(DIRECTIONS):
Find the lines holding the string "Consolidated" in the data, then copy all of them.
--
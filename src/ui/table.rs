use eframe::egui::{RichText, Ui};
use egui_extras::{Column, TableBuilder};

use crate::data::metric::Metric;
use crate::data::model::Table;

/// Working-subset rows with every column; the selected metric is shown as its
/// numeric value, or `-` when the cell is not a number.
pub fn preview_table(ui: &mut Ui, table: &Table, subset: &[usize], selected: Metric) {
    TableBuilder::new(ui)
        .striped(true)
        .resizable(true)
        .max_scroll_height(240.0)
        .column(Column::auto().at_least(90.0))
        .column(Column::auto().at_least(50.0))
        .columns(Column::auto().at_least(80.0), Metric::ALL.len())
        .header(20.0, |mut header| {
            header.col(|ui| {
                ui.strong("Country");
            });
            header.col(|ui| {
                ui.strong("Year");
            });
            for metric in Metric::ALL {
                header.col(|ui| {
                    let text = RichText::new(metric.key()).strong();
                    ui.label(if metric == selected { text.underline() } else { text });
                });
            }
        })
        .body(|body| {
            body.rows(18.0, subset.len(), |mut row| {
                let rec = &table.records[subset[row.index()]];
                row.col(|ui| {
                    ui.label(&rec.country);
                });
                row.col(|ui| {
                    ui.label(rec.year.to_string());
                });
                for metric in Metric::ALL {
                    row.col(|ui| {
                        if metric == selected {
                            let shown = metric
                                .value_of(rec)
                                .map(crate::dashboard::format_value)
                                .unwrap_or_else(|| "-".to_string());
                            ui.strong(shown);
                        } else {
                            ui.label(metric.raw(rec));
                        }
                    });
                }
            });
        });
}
--
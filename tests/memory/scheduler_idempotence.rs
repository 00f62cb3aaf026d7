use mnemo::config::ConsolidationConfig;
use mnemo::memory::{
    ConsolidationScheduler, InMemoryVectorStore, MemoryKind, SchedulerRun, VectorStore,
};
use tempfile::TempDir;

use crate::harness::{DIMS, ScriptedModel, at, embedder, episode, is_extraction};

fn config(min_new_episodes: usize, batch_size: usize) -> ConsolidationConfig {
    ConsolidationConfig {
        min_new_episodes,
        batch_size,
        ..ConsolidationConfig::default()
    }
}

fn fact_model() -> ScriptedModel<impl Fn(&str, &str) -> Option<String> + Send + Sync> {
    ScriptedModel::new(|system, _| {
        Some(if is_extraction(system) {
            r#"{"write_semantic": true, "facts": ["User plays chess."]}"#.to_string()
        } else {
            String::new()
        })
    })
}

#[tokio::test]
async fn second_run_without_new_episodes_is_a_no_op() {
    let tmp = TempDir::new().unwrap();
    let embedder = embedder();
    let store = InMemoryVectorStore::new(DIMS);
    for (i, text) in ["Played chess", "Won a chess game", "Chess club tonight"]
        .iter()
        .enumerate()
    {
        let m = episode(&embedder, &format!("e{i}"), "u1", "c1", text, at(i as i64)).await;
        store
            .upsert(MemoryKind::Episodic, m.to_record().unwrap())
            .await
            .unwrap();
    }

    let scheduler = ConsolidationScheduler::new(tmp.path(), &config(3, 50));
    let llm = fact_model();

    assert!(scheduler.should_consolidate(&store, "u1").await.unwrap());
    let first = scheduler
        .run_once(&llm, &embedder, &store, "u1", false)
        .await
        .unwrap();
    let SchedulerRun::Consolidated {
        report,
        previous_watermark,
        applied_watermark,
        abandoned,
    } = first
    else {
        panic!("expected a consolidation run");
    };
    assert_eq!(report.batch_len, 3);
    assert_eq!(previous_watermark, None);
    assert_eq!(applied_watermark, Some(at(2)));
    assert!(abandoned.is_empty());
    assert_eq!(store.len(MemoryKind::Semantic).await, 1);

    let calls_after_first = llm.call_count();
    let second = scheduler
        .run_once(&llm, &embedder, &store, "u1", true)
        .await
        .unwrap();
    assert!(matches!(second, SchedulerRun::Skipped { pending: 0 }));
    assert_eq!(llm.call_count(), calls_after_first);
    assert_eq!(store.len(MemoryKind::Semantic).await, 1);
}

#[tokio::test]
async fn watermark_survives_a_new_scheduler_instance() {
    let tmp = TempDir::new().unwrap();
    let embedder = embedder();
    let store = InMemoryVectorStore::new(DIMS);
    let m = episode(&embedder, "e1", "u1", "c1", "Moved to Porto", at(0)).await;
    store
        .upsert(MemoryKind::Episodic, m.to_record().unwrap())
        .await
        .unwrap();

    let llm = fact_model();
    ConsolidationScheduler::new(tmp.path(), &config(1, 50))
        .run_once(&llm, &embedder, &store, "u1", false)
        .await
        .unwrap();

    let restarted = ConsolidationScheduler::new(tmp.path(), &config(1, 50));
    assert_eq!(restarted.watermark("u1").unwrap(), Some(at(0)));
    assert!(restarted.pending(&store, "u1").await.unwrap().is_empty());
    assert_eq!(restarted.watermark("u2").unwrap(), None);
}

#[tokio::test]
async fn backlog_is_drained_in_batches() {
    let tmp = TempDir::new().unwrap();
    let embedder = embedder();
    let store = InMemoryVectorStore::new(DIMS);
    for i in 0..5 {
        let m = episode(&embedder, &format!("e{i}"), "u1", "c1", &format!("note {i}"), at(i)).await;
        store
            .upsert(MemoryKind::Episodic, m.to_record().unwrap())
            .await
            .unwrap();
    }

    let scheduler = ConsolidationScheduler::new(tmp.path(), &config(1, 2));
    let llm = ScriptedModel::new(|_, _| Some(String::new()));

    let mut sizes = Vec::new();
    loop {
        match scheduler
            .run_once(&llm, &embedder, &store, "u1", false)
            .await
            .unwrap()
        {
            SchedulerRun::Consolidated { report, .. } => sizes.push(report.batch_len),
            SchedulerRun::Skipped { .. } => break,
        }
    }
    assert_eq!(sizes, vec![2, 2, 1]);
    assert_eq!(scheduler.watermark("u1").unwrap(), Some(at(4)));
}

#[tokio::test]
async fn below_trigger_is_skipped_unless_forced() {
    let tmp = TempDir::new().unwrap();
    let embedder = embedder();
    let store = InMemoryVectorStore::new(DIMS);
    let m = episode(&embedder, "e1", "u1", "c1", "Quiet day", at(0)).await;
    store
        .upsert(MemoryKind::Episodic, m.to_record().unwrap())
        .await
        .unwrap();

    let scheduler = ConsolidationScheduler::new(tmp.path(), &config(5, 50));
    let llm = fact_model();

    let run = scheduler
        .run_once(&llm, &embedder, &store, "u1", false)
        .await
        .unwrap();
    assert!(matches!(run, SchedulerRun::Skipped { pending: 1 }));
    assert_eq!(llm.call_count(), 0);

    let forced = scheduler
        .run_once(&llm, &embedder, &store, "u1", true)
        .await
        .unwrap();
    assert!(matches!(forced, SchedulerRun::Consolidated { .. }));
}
--
(EXERCISE SOLUTION):
    let SchedulerRun::Consolidated {
            SchedulerRun::Consolidated { report, .. } => sizes.push(report.batch_len),
    assert!(matches!(forced, SchedulerRun::Consolidated { .. }));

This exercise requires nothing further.